Но ведь он так и не закончился – впереди ещё более зловещие его проявления, чреватые полным крахом мировой денежной системы. Дело в том, что, по Фридману, экономический рост обусловлен наличием достаточных денежных запасов[11]. И продолжающие следовать его заветам США, столкнувшись с катастрофической их нехваткой, решили, образно говоря, наполнить свой мешок деньгами, попросту включив печатный станок. Но мешок, как вскоре выяснилось, оказался с прорехой, которая к тому же становилась всё шире. Решение продолжать, тем не менее, эмиссионный процесс, привело к тому, что всё больше бумажных долларов, исчисляемых многими триллионами (об обеспечении их товарной массой, конечно, не может быть и речи) стало пополнять мировые рынки, создавая здесь самые благоприятные условия для всё новых, невиданных доселе по размерам финансовых спекуляций, естественно, не имеющих к экономическому росту никакого отношения. Невольно напрашивается аналогия с признаками, обнаруживаемыми у поражённого белокровием человека, с той, пожалуй, разницей, что способы лечения страшного недуга, вроде химиотерапии, здесь просто отсутствуют. Требуются ли более убедительные свидетельства полной несостоятельности монетаризма?
– От каких-либо окончательных выводов вынуждена воздержаться, поскольку не являюсь специалистом в финансовой сфере; но, говоря откровенно, картину вы представили настолько же убедительную, насколько и удручающую. Уместно ли в таком случае вообще возвращаться к тому, с чего начиналась наша нынешняя беседа?
– Позиция моя, несмотря ни на что, продолжает оставаться, как вы, надеюсь, давно могли заметить, исключительно оптимистичной, потому считаю вполне оправданным возврат к вопросам, связанным, правда, уже не столько с созданием задуманного по образцу Стэнфордского промышленного парка первенцем коммерциализации науки в России, сколько с реальными возможностями российской академической науки, использование которых поможет, на мой взгляд, вывести страну из нынешнего плачевного состояния. Но это, возможно, будет предметом нашей следующей беседы.
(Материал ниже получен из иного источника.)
//! Optimizer configuration

use crate::OptimizerError;
use serde::{Deserialize, Serialize};

/// Optimizer configuration
#[derive(Debug, Clone, PartialEq, Serialize, Deserialize)]
#[serde(default)]
pub struct OptimizerConfig {
    /// Optimization level, 0 to 3
    pub opt_level: u8,

    /// Size optimization level, 0 to 2
    pub size_level: u8,

    /// Widen parallel loops
    pub loop_vectorize: bool,

    /// Pack unrolled straight-line code
    pub slp_vectorize: bool,

    /// Vector lanes used when no target overrides it
    pub vector_width: usize,

    /// Verify after every pass that changed something
    pub verify_each: bool,
}

impl Default for OptimizerConfig {
    fn default() -> Self {
        Self {
            opt_level: 2,
            size_level: 0,
            loop_vectorize: true,
            slp_vectorize: true,
            vector_width: 4,
            verify_each: false,
        }
    }
}

impl OptimizerConfig {
    /// Create size-optimized config (small inline threshold, no loop widening)
    pub fn size_optimized() -> Self {
        Self {
            size_level: 2,
            loop_vectorize: false,
            ..Default::default()
        }
    }

    /// Create debug config (no optimization, verify after every change)
    pub fn debug() -> Self {
        Self {
            opt_level: 0,
            loop_vectorize: false,
            slp_vectorize: false,
            verify_each: true,
            ..Default::default()
        }
    }

    pub fn validate(&self) -> Result<(), OptimizerError> {
        if self.opt_level > 3 {
            return Err(OptimizerError::InvalidConfig(format!(
                "opt_level {} exceeds 3",
                self.opt_level
            )));
        }
        if self.size_level > 2 {
            return Err(OptimizerError::InvalidConfig(format!(
                "size_level {} exceeds 2",
                self.size_level
            )));
        }
        if self.vector_width == 0 {
            return Err(OptimizerError::InvalidConfig("vector_width must be positive".to_string()));
        }
        Ok(())
    }
}
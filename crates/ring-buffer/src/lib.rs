//! Sliding Window Buffer
//!
//! Provides fixed-depth circular storage of past sample vectors, used by
//! windowed features to look up the sample that is about to leave the window.

mod buffer;
mod error;

pub use buffer::SampleBuffer;
pub use error::BufferError;
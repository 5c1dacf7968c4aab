//! Output Handles

use crate::GraphError;
use serde::{Deserialize, Serialize};

/// Index of a node in its model
pub type NodeId = usize;

/// One element of one node's output
#[derive(Debug, Clone, Copy, PartialEq, Eq, Hash, Serialize, Deserialize)]
pub struct Coordinate {
    pub node: NodeId,
    pub element: usize,
}

impl Coordinate {
    pub fn new(node: NodeId, element: usize) -> Self {
        Self { node, element }
    }
}

/// Elements of a single node laid out as `start + i * stride`
#[derive(Debug, Clone, Copy, PartialEq, Eq)]
pub struct AffineRange {
    pub node: NodeId,
    pub start: usize,
    pub stride: isize,
    pub len: usize,
}

/// Ordered list of coordinates, the handle passed between nodes
#[derive(Debug, Clone, Default, PartialEq, Eq, Serialize, Deserialize)]
pub struct CoordinateList(Vec<Coordinate>);

impl CoordinateList {
    pub fn new(coordinates: Vec<Coordinate>) -> Self {
        Self(coordinates)
    }

    /// `len` consecutive elements of `node` starting at `start`
    pub fn range(node: NodeId, start: usize, len: usize) -> Self {
        Self((start..start + len).map(|element| Coordinate::new(node, element)).collect())
    }

    pub fn len(&self) -> usize {
        self.0.len()
    }

    pub fn is_empty(&self) -> bool {
        self.0.is_empty()
    }

    pub fn get(&self, index: usize) -> Option<Coordinate> {
        self.0.get(index).copied()
    }

    pub fn iter(&self) -> impl Iterator<Item = &Coordinate> {
        self.0.iter()
    }

    pub fn as_slice(&self) -> &[Coordinate] {
        &self.0
    }

    /// Sub-list `[start, start + len)`
    pub fn slice(&self, start: usize, len: usize) -> Option<Self> {
        self.0.get(start..start + len).map(|c| Self(c.to_vec()))
    }

    /// Append all coordinates of `other`
    pub fn extend(&mut self, other: &CoordinateList) {
        self.0.extend_from_slice(&other.0);
    }

    /// Widen a handle to `width` elements
    ///
    /// A single coordinate is repeated; a handle already `width` wide is
    /// returned unchanged.
    pub fn broadcast(&self, width: usize) -> Result<Self, GraphError> {
        match self.0.as_slice() {
            [single] => Ok(Self(vec![*single; width])),
            coords if coords.len() == width => Ok(self.clone()),
            coords => Err(GraphError::BroadcastMismatch { len: coords.len(), width }),
        }
    }

    /// Describe the list as a strided range over one node, if it is one
    pub fn as_affine(&self) -> Option<AffineRange> {
        let first = *self.0.first()?;
        let stride = match self.0.get(1) {
            Some(second) => second.element as isize - first.element as isize,
            None => 1,
        };
        let affine = self.0.iter().enumerate().all(|(i, c)| {
            c.node == first.node && c.element as isize == first.element as isize + i as isize * stride
        });
        affine.then_some(AffineRange {
            node: first.node,
            start: first.element,
            stride,
            len: self.0.len(),
        })
    }
}

impl FromIterator<Coordinate> for CoordinateList {
    fn from_iter<I: IntoIterator<Item = Coordinate>>(iter: I) -> Self {
        Self(iter.into_iter().collect())
    }
}
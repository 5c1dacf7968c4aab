//! Constant Folding

use crate::{FunctionContext, FunctionPass, OptimizerError};
use codegen_ir::{BinaryOp, BufferKind, Function, Inst, Operand, Reg};
use std::collections::HashMap;

/// Folds arithmetic on immediates, forwards fixed loads from constant
/// buffers and removes identity operations (`x + -0`, `x - 0`, `x * 1`,
/// `x / 1`)
#[derive(Debug, Default)]
pub struct ConstantFolding {
    folded: usize,
}

impl ConstantFolding {
    pub fn new() -> Self {
        Self::default()
    }

    /// Instructions removed over the lifetime of the pass
    pub fn folded(&self) -> usize {
        self.folded
    }
}

impl FunctionPass for ConstantFolding {
    fn name(&self) -> &'static str {
        "const-fold"
    }

    fn run(&mut self, function: &mut Function, context: &FunctionContext<'_>) -> Result<bool, OptimizerError> {
        let mut replacements = HashMap::new();
        let before = function.instruction_count();
        let changed = fold_block(&mut function.body, context, &mut replacements);
        self.folded += before.saturating_sub(function.instruction_count());
        Ok(changed)
    }
}

fn fold_block(body: &mut Vec<Inst>, context: &FunctionContext<'_>, replacements: &mut HashMap<Reg, Operand>) -> bool {
    let mut changed = false;
    let mut out = Vec::with_capacity(body.len());

    for mut inst in body.drain(..) {
        inst.map_operands(&mut |operand| match operand {
            Operand::Reg(r) => match replacements.get(&r) {
                Some(replacement) => {
                    changed = true;
                    *replacement
                }
                None => operand,
            },
            imm => imm,
        });

        match &mut inst {
            Inst::Load { dst, src, .. } if src.stride == 0 => {
                let value = context
                    .buffer(src.buffer)
                    .filter(|b| b.kind == BufferKind::Constant)
                    .and_then(|b| usize::try_from(src.offset).ok().and_then(|i| b.init.get(i)));
                if let Some(value) = value {
                    replacements.insert(*dst, Operand::Imm(*value));
                    changed = true;
                    continue;
                }
            }
            Inst::Binary { dst, op, lhs, rhs } => {
                if let Some(replacement) = simplify(*op, *lhs, *rhs) {
                    replacements.insert(*dst, replacement);
                    changed = true;
                    continue;
                }
            }
            Inst::Loop(l) => changed |= fold_block(&mut l.body, context, replacements),
            _ => {}
        }
        out.push(inst);
    }

    *body = out;
    changed
}

fn simplify(op: BinaryOp, lhs: Operand, rhs: Operand) -> Option<Operand> {
    match (op, lhs, rhs) {
        (op, Operand::Imm(a), Operand::Imm(b)) => Some(Operand::Imm(op.apply(a, b))),
        // -0.0 + 0.0 is +0.0, so only the negative zero is an identity for
        // addition and only the positive zero for subtraction
        (BinaryOp::Add, x, Operand::Imm(z)) | (BinaryOp::Add, Operand::Imm(z), x)
            if z == 0.0 && z.is_sign_negative() =>
        {
            Some(x)
        }
        (BinaryOp::Subtract, x, Operand::Imm(z)) if z == 0.0 && z.is_sign_positive() => Some(x),
        (BinaryOp::Multiply, x, Operand::Imm(o)) | (BinaryOp::Multiply, Operand::Imm(o), x) if o == 1.0 => Some(x),
        (BinaryOp::Divide, x, Operand::Imm(o)) if o == 1.0 => Some(x),
        _ => None,
    }
}
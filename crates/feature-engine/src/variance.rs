//! Windowed Variance Features

use crate::factory::parse_windowed;
use crate::feature::{emplace_binary, emplace_delay, resolved_input, single_input, sum_taps, window_divisor};
use crate::window::WindowState;
use crate::{Feature, FeatureError, FeatureId, FeatureKind, FeatureOutputs, FeatureSet, WindowStatistics};
use model_graph::{AccumulatorNode, BinaryOp, CoordinateList, Model};

/// Population variance over the last `window` samples, recomputed from the
/// buffer in two passes
#[derive(Debug, Clone)]
pub struct VarianceFeature {
    state: WindowState,
}

impl VarianceFeature {
    /// Create a feature over `window` samples of feature `input`
    pub fn new(id: impl Into<String>, input: FeatureId, window: usize) -> Result<Self, FeatureError> {
        Ok(Self {
            state: WindowState::new(id, input, window)?,
        })
    }

    /// Build from `[id, "variance", input, window]`
    pub fn create(params: &[&str], previous: &FeatureSet) -> Result<Self, FeatureError> {
        let (id, input, window) = parse_windowed(FeatureKind::Variance, params, previous)?;
        Self::new(id, input, window)
    }

    /// Number of samples in the window
    pub fn window_size(&self) -> usize {
        self.state.window
    }

    /// Index of the feature this one reads
    pub fn input_feature(&self) -> FeatureId {
        self.state.input
    }
}

impl Feature for VarianceFeature {
    fn id(&self) -> &str {
        &self.state.id
    }

    fn kind(&self) -> FeatureKind {
        FeatureKind::Variance
    }

    fn inputs(&self) -> &[FeatureId] {
        std::slice::from_ref(&self.state.input)
    }

    fn output_dimension(&self) -> Option<usize> {
        self.state.output_dimension
    }

    fn compute_output(&mut self, inputs: &[&[f64]]) -> Result<Vec<f64>, FeatureError> {
        let sample = single_input(&self.state.id, inputs)?;
        self.state.validate(sample)?;
        self.state.push(sample)?;
        Ok(WindowStatistics::compute(&self.state.buffer, self.state.window, sample.len()).variance)
    }

    fn add_to_model(&self, model: &mut Model, outputs: &FeatureOutputs) -> Result<CoordinateList, FeatureError> {
        let input = resolved_input(&self.state.id, self.state.input, outputs)?;
        let divisor = window_divisor(model, self.state.window, input.len())?;

        let (buffer, delay) = emplace_delay(model, input, self.state.window)?;
        let (sum, taps) = sum_taps(model, &delay, &buffer)?;
        let mean = emplace_binary(model, &sum, &divisor, BinaryOp::Divide)?;

        let mut sum_sq: Option<CoordinateList> = None;
        for tap in &taps {
            let deviation = emplace_binary(model, tap, &mean, BinaryOp::Subtract)?;
            let squared = emplace_binary(model, &deviation, &deviation, BinaryOp::Multiply)?;
            sum_sq = Some(match sum_sq {
                Some(acc) => emplace_binary(model, &acc, &squared, BinaryOp::Add)?,
                None => squared,
            });
        }
        let sum_sq = sum_sq.ok_or_else(|| FeatureError::IllegalState("delay node without taps".to_string()))?;
        emplace_binary(model, &sum_sq, &divisor, BinaryOp::Divide)
    }

    fn reset(&mut self) {
        self.state.reset();
    }
}

/// Population variance over the last `window` samples from running sums,
/// O(D) per sample regardless of the window size
///
/// Until `window` samples have been seen, the sample leaving the window is
/// taken as zero, so early values understate the variance of the samples
/// seen so far.
#[derive(Debug, Clone)]
pub struct IncrementalVarianceFeature {
    state: WindowState,
    running_sum: Vec<f64>,
    running_sum_sq: Vec<f64>,
}

impl IncrementalVarianceFeature {
    /// Create a feature over `window` samples of feature `input`
    pub fn new(id: impl Into<String>, input: FeatureId, window: usize) -> Result<Self, FeatureError> {
        Ok(Self {
            state: WindowState::new(id, input, window)?,
            running_sum: Vec::new(),
            running_sum_sq: Vec::new(),
        })
    }

    /// Build from `[id, "incremental_variance", input, window]`
    pub fn create(params: &[&str], previous: &FeatureSet) -> Result<Self, FeatureError> {
        let (id, input, window) = parse_windowed(FeatureKind::IncrementalVariance, params, previous)?;
        Self::new(id, input, window)
    }

    /// Number of samples in the window
    pub fn window_size(&self) -> usize {
        self.state.window
    }

    /// Index of the feature this one reads
    pub fn input_feature(&self) -> FeatureId {
        self.state.input
    }

    /// Per-dimension sum over the window
    pub fn running_sum(&self) -> &[f64] {
        &self.running_sum
    }

    /// Per-dimension sum of squares over the window
    pub fn running_sum_sq(&self) -> &[f64] {
        &self.running_sum_sq
    }
}

impl Feature for IncrementalVarianceFeature {
    fn id(&self) -> &str {
        &self.state.id
    }

    fn kind(&self) -> FeatureKind {
        FeatureKind::IncrementalVariance
    }

    fn inputs(&self) -> &[FeatureId] {
        std::slice::from_ref(&self.state.input)
    }

    fn output_dimension(&self) -> Option<usize> {
        self.state.output_dimension
    }

    fn compute_output(&mut self, inputs: &[&[f64]]) -> Result<Vec<f64>, FeatureError> {
        let sample = single_input(&self.state.id, inputs)?;
        self.state.validate(sample)?;

        let dimension = sample.len();
        let old = self.state.departing(dimension);
        self.state.push(sample)?;
        self.running_sum.resize(dimension, 0.0);
        self.running_sum_sq.resize(dimension, 0.0);

        let window = self.state.window as f64;
        let mut result = vec![0.0; dimension];
        for index in 0..dimension {
            let new_val = sample[index];
            let old_val = old[index];
            self.running_sum[index] += new_val - old_val;
            self.running_sum_sq[index] += new_val * new_val - old_val * old_val;

            let sum = self.running_sum[index];
            result[index] = (self.running_sum_sq[index] - sum * sum / window) / window;
        }
        Ok(result)
    }

    fn add_to_model(&self, model: &mut Model, outputs: &FeatureOutputs) -> Result<CoordinateList, FeatureError> {
        let input = resolved_input(&self.state.id, self.state.input, outputs)?;
        let window = self.state.window;

        // `window` broadcast to the input width
        let divisor = window_divisor(model, window, input.len())?;

        // Shift register one deeper than the window so the departing sample is still visible
        let (buffer, delay) = emplace_delay(model, input, window + 1)?;
        let oldest = delay.delayed_output(&buffer, window)?;

        let diff = emplace_binary(model, input, &oldest, BinaryOp::Subtract)?;
        let running_sum = model.emplace(AccumulatorNode::new(diff))?;

        let squared_sum = emplace_binary(model, &running_sum, &running_sum, BinaryOp::Multiply)?;
        let norm_squared_sum = emplace_binary(model, &squared_sum, &divisor, BinaryOp::Divide)?;

        let new_squared = emplace_binary(model, input, input, BinaryOp::Multiply)?;
        let old_squared = emplace_binary(model, &oldest, &oldest, BinaryOp::Multiply)?;
        let diff_squared = emplace_binary(model, &new_squared, &old_squared, BinaryOp::Subtract)?;
        let running_sum_sq = model.emplace(AccumulatorNode::new(diff_squared))?;

        // var = (sum(x^2) - sum(x)^2 / N) / N
        let variance_times_n = emplace_binary(model, &running_sum_sq, &norm_squared_sum, BinaryOp::Subtract)?;
        emplace_binary(model, &variance_times_n, &divisor, BinaryOp::Divide)
    }

    fn reset(&mut self) {
        self.state.reset();
        self.running_sum.clear();
        self.running_sum_sq.clear();
    }
}

#[cfg(test)]
mod tests {
    use super::*;
    use proptest::prelude::*;

    fn population_variance(values: &[f64]) -> f64 {
        let n = values.len() as f64;
        let mean = values.iter().sum::<f64>() / n;
        values.iter().map(|v| (v - mean) * (v - mean)).sum::<f64>() / n
    }

    #[test]
    fn test_golden_trace() {
        let mut variance = IncrementalVarianceFeature::new("v", 0, 2).unwrap();
        let trace: Vec<f64> = [1.0, 3.0, 5.0]
            .iter()
            .map(|v| variance.compute_output(&[&[*v]]).unwrap()[0])
            .collect();
        assert_eq!(trace, vec![0.25, 1.0, 1.0]);
        assert_eq!(variance.running_sum(), &[8.0]);
        assert_eq!(variance.running_sum_sq(), &[34.0]);
    }

    #[test]
    fn test_partial_window_zero_fill() {
        // window 3, two samples: the delayed sample at k = 2 does not exist yet
        let mut variance = IncrementalVarianceFeature::new("v", 0, 3).unwrap();
        variance.compute_output(&[&[3.0]]).unwrap();
        let out = variance.compute_output(&[&[6.0]]).unwrap();
        assert_eq!(variance.state.buffer.delayed(2), None);
        // slots [6, 3, 0]: mean 3, variance (9 + 0 + 9) / 3
        assert!((out[0] - 6.0).abs() < 1e-12);
    }

    #[test]
    fn test_zero_dimension_rejected_without_mutation() {
        let mut variance = IncrementalVarianceFeature::new("v", 0, 2).unwrap();
        variance.compute_output(&[&[1.0, 2.0]]).unwrap();
        let sum = variance.running_sum().to_vec();
        let sum_sq = variance.running_sum_sq().to_vec();

        let err = variance.compute_output(&[&[]]).unwrap_err();
        assert!(matches!(err, FeatureError::InvalidInput(_)));
        assert_eq!(variance.running_sum(), sum.as_slice());
        assert_eq!(variance.running_sum_sq(), sum_sq.as_slice());
        assert_eq!(variance.state.buffer.total_written(), 1);
    }

    #[test]
    fn test_dimension_mismatch_rejected_without_mutation() {
        let mut variance = IncrementalVarianceFeature::new("v", 0, 2).unwrap();
        variance.compute_output(&[&[1.0, 2.0]]).unwrap();
        assert!(variance.compute_output(&[&[1.0, 2.0, 3.0]]).is_err());
        assert_eq!(variance.running_sum(), &[1.0, 2.0]);
    }

    #[test]
    fn test_per_dimension_independence() {
        let mut variance = IncrementalVarianceFeature::new("v", 0, 2).unwrap();
        variance.compute_output(&[&[1.0, 10.0]]).unwrap();
        variance.compute_output(&[&[3.0, 10.0]]).unwrap();
        let out = variance.compute_output(&[&[5.0, 10.0]]).unwrap();
        assert_eq!(out, vec![1.0, 0.0]);
    }

    #[test]
    fn test_reset_restarts_warm_up() {
        let mut variance = IncrementalVarianceFeature::new("v", 0, 2).unwrap();
        for v in [4.0, 9.0, -2.0] {
            variance.compute_output(&[&[v]]).unwrap();
        }
        variance.reset();
        assert_eq!(variance.output_dimension(), None);
        assert_eq!(variance.compute_output(&[&[1.0]]).unwrap(), vec![0.25]);
    }

    proptest! {
        #[test]
        fn test_matches_recompute_after_warm_up(
            window in 1usize..8,
            values in prop::collection::vec(-100.0f64..100.0, 8..60),
        ) {
            let mut incremental = IncrementalVarianceFeature::new("v", 0, window).unwrap();
            let mut recomputed = VarianceFeature::new("r", 0, window).unwrap();
            for (i, v) in values.iter().enumerate() {
                let fast = incremental.compute_output(&[&[*v]]).unwrap()[0];
                let slow = recomputed.compute_output(&[&[*v]]).unwrap()[0];
                prop_assert!((fast - slow).abs() < 1e-6, "step {}: {} vs {}", i, fast, slow);

                if i + 1 >= window {
                    let literal = population_variance(&values[i + 1 - window..=i]);
                    prop_assert!((fast - literal).abs() < 1e-6, "step {}: {} vs {}", i, fast, literal);
                }
            }
        }
    }
}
Журнал Президиума РАН, «Энергия: экономика, техника, экология», 2012. № 5. С. 63 – 69.
Примечания:
[1] От мнимых тайн пси-функции к истинным тайнам символической реальности, № 12, 2011, С. 74.
[2] По следам одной аллегории, № 2, 2011, С. 69-70.
[3] О соблазнах ушедшего века и вызовах наступившего, № 9, 2008, С. 78 – 79.
[4] Там же, С. 79.
[5] По следам одной аллегории, С. 71.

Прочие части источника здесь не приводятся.